A small ivory comb found at an archaeological dig in Israel has an interesting message written on it: May this tusk root out the lice of the hair and beard.

But more important than this advice is the ancient alphabet it was written in. The inscription is the oldest complete sentence ever written using the ancient Canaanite alphabet.

The comb was found in 2016 in the ruins of the ancient city of Tel Lachish, in Israel. Archaeologists believe the comb was made around 1,700 BCE, which means it is about 3,700 years old.

The comb is about 3.6 centimetres wide and 2.5 centimetres tall. Its teeth had mostly been broken off, but archaeologists could tell that there had been thick teeth on one side of the comb to untangle hair, and fine teeth on the other side to help remove head lice and their eggs (nits).

Head lice are small, wingless insects that live on the human scalp and feed on human blood. Archaeologists have found evidence of lice and nits, as well as lice combs, with ancient human remains all over the world. The oldest example is fossilized nits found in the hair of a person who lived in Brazil 10,000 years ago.  

What makes this comb especially interesting is the words that are written on it.

The comb had been handled by many people since it was discovered. However, no one noticed there was writing inscribed on it until recently.

Madeleine Mumcuoglu is an archaeologist who studies parasites—organisms that live and feed off of another organism. Dr. Mumcuoglu was examining the comb under a microscope to look for remnants of lice.

She took a picture of the comb, and when she zoomed in, she realized something was engraved on it. There were seventeen tiny symbols, from 1 mm to 3 mm wide.

Daniel Vainstub is a paleographer—someone who studies ancient writing. He recognized that the symbols were letters from the Canaanite alphabet.

The Canaanites were a group of people who lived in the Near East (what we know today as Israel, Palestine, Lebanon, Syria and Jordan) in ancient times. They developed the first version of the alphabet that eventually evolved into the letters that we use today.

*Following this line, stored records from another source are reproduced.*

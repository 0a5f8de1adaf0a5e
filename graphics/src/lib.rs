//! # Arbor Graphics
//!
//! GPU resource sub-allocation and the multi-buffered frame pipeline of the
//! arbor scene graph.
//!
//! ## Overview
//!
//! This crate provides:
//! - [`MemorySlots`] - offset/size bookkeeping for one arena
//! - [`MemoryBufferPools`] and [`DescriptorPools`] - arenas that grow on demand
//!   and hand out [`Lease`]s
//! - [`FramePipeline`] - N in-flight frames, each with its own fence, command
//!   buffer and semaphore
//! - [`TransferTask`] - staged uploads of CPU data that changed since the last
//!   upload
//! - Backends: Dummy (default, for tests) and Vulkan (`vulkan-backend` feature)
//!
//! ## Example
//!
//! ```
//! use arbor_graphics::{
//!     BufferUsage, DeviceParameters, FramePipeline, GraphicsDevice, MemoryProperties,
//!     PipelineParameters, SharingMode,
//! };
//!
//! let device = GraphicsDevice::new(DeviceParameters::new()).unwrap();
//! let vertices = device
//!     .reserve_buffer(4096, 16, BufferUsage::VERTEX, SharingMode::Exclusive, MemoryProperties::DEVICE_LOCAL)
//!     .unwrap();
//! assert_eq!(vertices.offset(), 0);
//!
//! let mut pipeline = FramePipeline::new(device, PipelineParameters::default()).unwrap();
//! pipeline.advance();
//! assert_eq!(pipeline.index(0), 0);
//! ```

pub mod backend;
pub mod command;
pub mod device;
pub mod error;
pub mod memory;
pub mod pipeline;
pub mod queue;
pub mod resources;
pub mod sync;
pub mod types;

// Re-export main types for convenience
pub use backend::{BackendKind, DummyBackend, DummyConfig};
pub use command::{CommandBuffer, CommandEncoder, RecordedCommandBuffers};
pub use device::{DeviceParameters, GraphicsDevice};
pub use error::GraphicsError;
pub use memory::{
    Arena, BufferLease, DescriptorPool, DescriptorPools, DescriptorSetLease, DynamicData, Lease,
    MemoryBufferPools, MemoryLease, MemorySlots, ResourcePreferences, ResourceRequirements,
};
pub use pipeline::{CommandRecorder, FramePipeline, PipelineParameters, TransferTask};
pub use queue::{Queue, Submission};
pub use resources::{Buffer, DeviceMemory};
pub use sync::{Fence, Semaphore};
pub use types::{
    BufferDescriptor, BufferUsage, CommandBufferLevel, CopyRegion, DescriptorBinding,
    DescriptorPoolSize, DescriptorSetLayout, DescriptorType, MemoryProperties,
    MemoryRequirements, PipelineStage, QueueKind, SharingMode,
};

/// Graphics library version
pub const VERSION: &str = env!("CARGO_PKG_VERSION");

/// Log the library version. Optional; nothing depends on it having run.
pub fn init() {
    log::info!("Arbor Graphics v{} initialized", VERSION);
}

#[cfg(test)]
mod tests {
    use super::*;

    #[test]
    fn test_version() {
        assert!(!VERSION.is_empty());
    }

    #[test]
    fn test_dummy_backend() {
        let backend = DummyBackend::new();
        assert_eq!(backend.name(), "Dummy Backend");
    }
}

The letters on the comb are from the earliest stage of this alphabet. It’s the oldest complete sentence ever found in this ancient script.

The earliest writing systems emerged around 3,200 BCE. These systems generally used pictures to represent words and sounds. They contained many symbols and could be very difficult to learn. For example, Egyptian hieroglyphics contained more than 1,000 characters.

The Canaanite writing system was invented around 1,800 BCE. It used only a few dozen symbols, or letters, which each represented a single sound. These letters could be combined and moved around to form words.

This alphabet was the foundation of many later alphabets that are still used today, including Hebrew, Greek, Cyrillic, and the Latin alphabet this article is written in.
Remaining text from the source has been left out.